◆ Exercise inputs

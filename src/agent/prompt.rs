// src/agent/prompt.rs
// System prompt assembly: persona, runtime clock, bootstrap memory, skill
// catalogue, active skill body, execution plan, tool-routing hint.

use super::planner::{Plan, render_plan};
use crate::skills::{Skill, SkillCatalogue};

pub struct PromptParts<'a> {
    pub persona: &'a str,
    pub memory_context: &'a str,
    pub skills: &'a SkillCatalogue,
    pub active_skill: Option<&'a Skill>,
    pub plan: Option<&'a Plan>,
    pub user_text: &'a str,
}

pub fn build_system_prompt(parts: &PromptParts<'_>) -> String {
    let mut prompt = String::from(parts.persona);

    let local = chrono::Local::now();
    let utc = chrono::Utc::now();
    prompt.push_str(&format!(
        "\n\nCurrent time: {} (local) / {}",
        local.format("%A %Y-%m-%d %H:%M:%S %Z"),
        utc.format("%Y-%m-%d %H:%M:%S UTC")
    ));

    if !parts.memory_context.trim().is_empty() {
        prompt.push_str("\n\n");
        prompt.push_str(parts.memory_context.trim());
    }

    if !parts.skills.is_empty() {
        prompt.push_str("\n\nAvailable skills:\n");
        prompt.push_str(&parts.skills.summary());
    }

    if let Some(skill) = parts.active_skill {
        prompt.push_str("\n\nActive Skill Instructions:\n");
        prompt.push_str(&skill.body);
    }

    if let Some(plan) = parts.plan {
        prompt.push_str("\n\nExecution plan:\n");
        prompt.push_str(&render_plan(plan));
    }

    if let Some(hint) = routing_hint(parts.user_text) {
        prompt.push_str("\n\n");
        prompt.push_str(&hint);
    }

    prompt
}

/// Nudge the model toward the right tool family for this request. Purely a
/// hint; the deterministic router already handled the unambiguous cases.
pub fn routing_hint(user_text: &str) -> Option<String> {
    let lower = user_text.to_lowercase();

    if lower.contains("wallet") || lower.contains("balance") || lower.contains("address") {
        return Some(
            "Tool hint: wallet questions must be answered with wallet_address or wallet_balance, never from memory.".to_string(),
        );
    }
    if lower.contains("price")
        || lower.contains("news")
        || lower.contains("weather")
        || lower.contains("latest")
        || lower.contains("current")
        || lower.contains("today")
    {
        return Some(
            "Tool hint: this looks time-sensitive; verify with perplexity_search before answering.".to_string(),
        );
    }
    if lower.contains("remind") || lower.contains("schedule") || lower.contains("heartbeat") {
        return Some(
            "Tool hint: scheduling requests go through schedule_reminder / set_heartbeat / list_reminders.".to_string(),
        );
    }
    if lower.contains("post") || lower.contains("tweet") || lower.contains("mention") {
        return Some(
            "Tool hint: social actions go through social_post and social_mentions.".to_string(),
        );
    }
    if lower.contains("remember") || lower.contains("don't forget") {
        return Some(
            "Tool hint: durable facts are saved with remember_this or write_memory_entry.".to_string(),
        );
    }

    None
}

#[cfg(test)]
mod tests {
    use super::*;
    use crate::skills::SkillCatalogue;

    #[test]
    fn test_prompt_contains_blocks_in_order() {
        let skills = SkillCatalogue::empty();
        let prompt = build_system_prompt(&PromptParts {
            persona: "You are Vega.",
            memory_context: "=== SEMANTIC MEMORY (durable facts) ===\n- fact",
            skills: &skills,
            active_skill: None,
            plan: None,
            user_text: "what's the eth price today?",
        });

        let persona_at = prompt.find("You are Vega.").unwrap();
        let memory_at = prompt.find("SEMANTIC MEMORY").unwrap();
        let hint_at = prompt.find("Tool hint").unwrap();
        assert!(persona_at < memory_at && memory_at < hint_at);
        assert!(prompt.contains("Current time:"));
    }

    #[test]
    fn test_hint_families() {
        assert!(routing_hint("check the wallet balance").unwrap().contains("wallet"));
        assert!(routing_hint("any news today?").unwrap().contains("perplexity_search"));
        assert!(routing_hint("remind me later").unwrap().contains("schedule_reminder"));
        assert!(routing_hint("hello").is_none());
    }
}
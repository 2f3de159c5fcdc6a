// src/tools/search.rs
// Realtime web search over a Perplexity-style API collaborator.

use anyhow::{Context, Result, anyhow};
use async_trait::async_trait;
use reqwest::Client;
use serde_json::{Value, json};
use std::sync::Arc;
use tracing::debug;

use super::{ToolBuilder, ToolSpec, properties};

#[derive(Debug, Clone)]
pub struct SearchAnswer {
    pub summary: String,
    pub sources: Vec<String>,
}

impl SearchAnswer {
    pub fn render(&self, max_sources: usize) -> String {
        let mut out = self.summary.clone();
        if !self.sources.is_empty() {
            out.push_str("\n\nSources:\n");
            for source in self.sources.iter().take(max_sources) {
                out.push_str(&format!("- {}\n", source));
            }
        }
        out
    }
}

#[async_trait]
pub trait SearchClient: Send + Sync {
    async fn search(&self, query: &str, max_results: usize) -> Result<SearchAnswer>;
}

/// Perplexity-compatible search-augmented chat endpoint
pub struct PerplexityClient {
    client: Client,
    base_url: String,
    api_key: String,
    model: String,
}

impl PerplexityClient {
    pub fn new(base_url: String, api_key: String) -> Self {
        Self {
            client: Client::new(),
            base_url: base_url.trim_end_matches('/').to_string(),
            api_key,
            model: "sonar".to_string(),
        }
    }
}

#[async_trait]
impl SearchClient for PerplexityClient {
    async fn search(&self, query: &str, max_results: usize) -> Result<SearchAnswer> {
        debug!("Realtime search: {}", query);

        let body = json!({
            "model": self.model,
            "messages": [
                {"role": "system", "content": "Answer concisely with current, verifiable facts."},
                {"role": "user", "content": query}
            ],
        });

        let response = self
            .client
            .post(format!("{}/chat/completions", self.base_url))
            .header("Authorization", format!("Bearer {}", self.api_key))
            .json(&body)
            .send()
            .await
            .context("search API request failed")?;

        if !response.status().is_success() {
            let status = response.status();
            let text = response.text().await.unwrap_or_default();
            return Err(anyhow!("search API error {}: {}", status, text));
        }

        let response_json: Value = response
            .json()
            .await
            .context("search API returned invalid JSON")?;

        let summary = response_json
            .pointer("/choices/0/message/content")
            .and_then(|c| c.as_str())
            .ok_or_else(|| anyhow!("search API response missing content"))?
            .to_string();

        let sources = response_json
            .get("citations")
            .and_then(|c| c.as_array())
            .map(|arr| {
                arr.iter()
                    .filter_map(|v| v.as_str())
                    .take(max_results)
                    .map(|s| s.to_string())
                    .collect()
            })
            .unwrap_or_default();

        Ok(SearchAnswer { summary, sources })
    }
}

pub fn search_tool(client: Arc<dyn SearchClient>) -> ToolSpec {
    let schema = ToolBuilder::new(
        "perplexity_search",
        "Search the live web for current facts: prices, news, weather, scores, releases. Use whenever the answer depends on anything that may have changed recently.",
    )
    .property("query", properties::description("What to search for"), true)
    .property(
        "max_results",
        properties::integer("How many sources to cite (max 10)", Some(5)),
        false,
    )
    .build();

    ToolSpec::new(schema, move |args: Value| {
        let client = client.clone();
        async move {
            let query = args
                .get("query")
                .and_then(|q| q.as_str())
                .ok_or_else(|| anyhow!("missing 'query'"))?
                .to_string();
            let max_results = args
                .get("max_results")
                .and_then(|m| m.as_u64())
                .unwrap_or(5)
                .min(10) as usize;

            let answer = client.search(&query, max_results).await?;
            Ok(answer.render(max_results))
        }
    })
}
// src/tools/builder.rs
// Builder for OpenAI-compatible function tool schemas

use serde_json::{Value, json};

/// Builder for creating function tool schemas
pub struct ToolBuilder {
    name: String,
    description: String,
    properties: Vec<(String, Value)>,
    required: Vec<String>,
}

impl ToolBuilder {
    pub fn new(name: impl Into<String>, description: impl Into<String>) -> Self {
        Self {
            name: name.into(),
            description: description.into(),
            properties: Vec::new(),
            required: Vec::new(),
        }
    }

    /// Add a property to the tool
    pub fn property(mut self, name: impl Into<String>, schema: Value, required: bool) -> Self {
        let name = name.into();
        if required {
            self.required.push(name.clone());
        }
        self.properties.push((name, schema));
        self
    }

    /// Build the final tool schema (nested function object)
    pub fn build(self) -> Value {
        let mut properties_obj = serde_json::Map::new();
        for (name, schema) in self.properties {
            properties_obj.insert(name, schema);
        }

        json!({
            "type": "function",
            "function": {
                "name": self.name,
                "description": self.description,
                "parameters": {
                    "type": "object",
                    "properties": properties_obj,
                    "required": self.required
                }
            }
        })
    }
}

/// Common property schemas
pub mod properties {
    use serde_json::{Value, json};

    pub fn description(desc: &str) -> Value {
        json!({
            "type": "string",
            "description": desc
        })
    }

    pub fn integer(desc: &str, default: Option<i64>) -> Value {
        match default {
            Some(d) => json!({"type": "integer", "description": desc, "default": d}),
            None => json!({"type": "integer", "description": desc}),
        }
    }

    pub fn string_enum(desc: &str, values: &[&str]) -> Value {
        json!({
            "type": "string",
            "enum": values,
            "description": desc
        })
    }

    pub fn string_array(desc: &str) -> Value {
        json!({
            "type": "array",
            "items": {"type": "string"},
            "description": desc
        })
    }
}
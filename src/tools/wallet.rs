// src/tools/wallet.rs
// Wallet tools over a blockchain RPC collaborator. The core consumes only
// this trait; the JSON-RPC implementation is the default wiring.

use anyhow::{Context, Result, anyhow};
use async_trait::async_trait;
use reqwest::Client;
use serde_json::{Value, json};
use std::sync::Arc;
use tracing::debug;

use super::{ToolBuilder, ToolSpec};

#[async_trait]
pub trait WalletProvider: Send + Sync {
    /// The agent's own address
    fn address(&self) -> String;
    /// Human-readable balance, e.g. "1.2534 ETH"
    async fn balance(&self) -> Result<String>;
}

/// eth-style JSON-RPC wallet
pub struct JsonRpcWallet {
    client: Client,
    rpc_url: String,
    address: String,
}

impl JsonRpcWallet {
    pub fn new(rpc_url: String, address: String) -> Self {
        Self {
            client: Client::new(),
            rpc_url,
            address,
        }
    }
}

#[async_trait]
impl WalletProvider for JsonRpcWallet {
    fn address(&self) -> String {
        self.address.clone()
    }

    async fn balance(&self) -> Result<String> {
        debug!("Fetching balance for {}", self.address);

        let body = json!({
            "jsonrpc": "2.0",
            "id": 1,
            "method": "eth_getBalance",
            "params": [self.address, "latest"],
        });

        let response: Value = self
            .client
            .post(&self.rpc_url)
            .json(&body)
            .send()
            .await
            .context("wallet RPC request failed")?
            .json()
            .await
            .context("wallet RPC returned invalid JSON")?;

        if let Some(error) = response.get("error") {
            return Err(anyhow!("wallet RPC error: {}", error));
        }

        let hex = response
            .get("result")
            .and_then(|r| r.as_str())
            .ok_or_else(|| anyhow!("wallet RPC response missing result"))?;

        let wei = u128::from_str_radix(hex.trim_start_matches("0x"), 16)
            .with_context(|| format!("unparseable balance: {}", hex))?;
        let eth = wei as f64 / 1e18;

        Ok(format!("{:.4} ETH", eth))
    }
}

pub fn wallet_tools(provider: Arc<dyn WalletProvider>) -> Vec<ToolSpec> {
    let address_schema = ToolBuilder::new(
        "wallet_address",
        "Get the agent's own wallet address. Use for any question about what the wallet or deposit address is.",
    )
    .build();

    let balance_schema = ToolBuilder::new(
        "wallet_balance",
        "Get the agent's current wallet balance from the chain. Use for any question about how much the wallet holds.",
    )
    .build();

    let for_address = provider.clone();
    let for_balance = provider;

    vec![
        ToolSpec::new(address_schema, move |_args| {
            let provider = for_address.clone();
            async move { Ok(format!("Wallet address: {}", provider.address())) }
        }),
        ToolSpec::new(balance_schema, move |_args| {
            let provider = for_balance.clone();
            async move {
                let balance = provider.balance().await?;
                Ok(format!("Wallet balance: {}", balance))
            }
        }),
    ]
}
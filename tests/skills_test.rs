// tests/skills_test.rs
// Skill catalogue loading and injection into the system prompt.

mod common;

use common::StreamTurn;
use std::sync::Arc;

use vega_backend::llm::EstimateCounter;
use vega_backend::queue::{Lane, TaskStatus};
use vega_backend::runtime::{Collaborators, Runtime};

const MARKET_SKILL: &str = "---\nname: market report\ndescription: Summarize market prices and treasury posture\ntriggers: [market report, daily brief]\npriority: 2\n---\n\nWhen reporting the market, lead with the treasury balance and cite sources.\n";

const HAIKU_SKILL: &str = "---\nname: haiku mode\ndescription: Answer in haiku\ntriggers: [haiku]\npriority: 1\n---\n\nAnswer strictly as a haiku.\n";

#[tokio::test]
async fn selected_skill_body_lands_in_system_prompt() {
    let dir = tempfile::tempdir().unwrap();
    let skills_dir = dir.path().join("skills");
    tokio::fs::create_dir_all(&skills_dir).await.unwrap();
    tokio::fs::write(skills_dir.join("market-report.md"), MARKET_SKILL)
        .await
        .unwrap();
    tokio::fs::write(skills_dir.join("haiku.md"), HAIKU_SKILL)
        .await
        .unwrap();

    let config = common::test_config(dir.path().to_path_buf(), 1_000_000);
    let llm = common::ScriptedLlm::new();
    let wallet = common::MockWallet::new();
    let search = common::MockSearch::new();
    let social = common::MockSocial::new();
    let runtime = Runtime::with_parts(
        config,
        llm.clone(),
        Collaborators {
            wallet,
            search,
            social,
            browser: Arc::new(common::MockBrowser),
        },
        common::ManualClock::new(0),
        Arc::new(EstimateCounter),
    )
    .await
    .unwrap();

    llm.push_stream(StreamTurn::Text("Markets are calm.".to_string()));
    let result = runtime
        .submit_task(
            "give me the market report for our treasury",
            Vec::new(),
            Lane::Fast,
            None,
        )
        .await;
    assert_eq!(result.status, TaskStatus::Completed);

    let system = llm.last_system_prompt.lock().clone().unwrap();
    // Catalogue summary lists every skill; the matching skill's body is
    // injected under the active-skill block.
    assert!(system.contains("Available skills:"));
    assert!(system.contains("haiku mode"));
    assert!(system.contains("Active Skill Instructions:"));
    assert!(system.contains("lead with the treasury balance"));
    assert!(!system.contains("strictly as a haiku"));
}

#[tokio::test]
async fn no_skill_below_threshold() {
    let dir = tempfile::tempdir().unwrap();
    let skills_dir = dir.path().join("skills");
    tokio::fs::create_dir_all(&skills_dir).await.unwrap();
    tokio::fs::write(skills_dir.join("haiku.md"), HAIKU_SKILL)
        .await
        .unwrap();

    let config = common::test_config(dir.path().to_path_buf(), 1_000_000);
    let llm = common::ScriptedLlm::new();
    let runtime = Runtime::with_parts(
        config,
        llm.clone(),
        Collaborators {
            wallet: common::MockWallet::new(),
            search: common::MockSearch::new(),
            social: common::MockSocial::new(),
            browser: Arc::new(common::MockBrowser),
        },
        common::ManualClock::new(0),
        Arc::new(EstimateCounter),
    )
    .await
    .unwrap();

    llm.push_stream(StreamTurn::Text("Hello!".to_string()));
    let result = runtime
        .submit_task("good morning, friend", Vec::new(), Lane::Fast, None)
        .await;
    assert_eq!(result.status, TaskStatus::Completed);

    let system = llm.last_system_prompt.lock().clone().unwrap();
    assert!(!system.contains("Active Skill Instructions:"));
}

◆ Task details
All lines of the entries containing the string "ToolBuilder" must be shown in full.

◆ Answer box
use super::{ToolBuilder, ToolSpec, properties};
    let schema = ToolBuilder::new(
pub struct ToolBuilder {
impl ToolBuilder {
use super::{ToolBuilder, ToolSpec};
    let address_schema = ToolBuilder::new(
    let balance_schema = ToolBuilder::new(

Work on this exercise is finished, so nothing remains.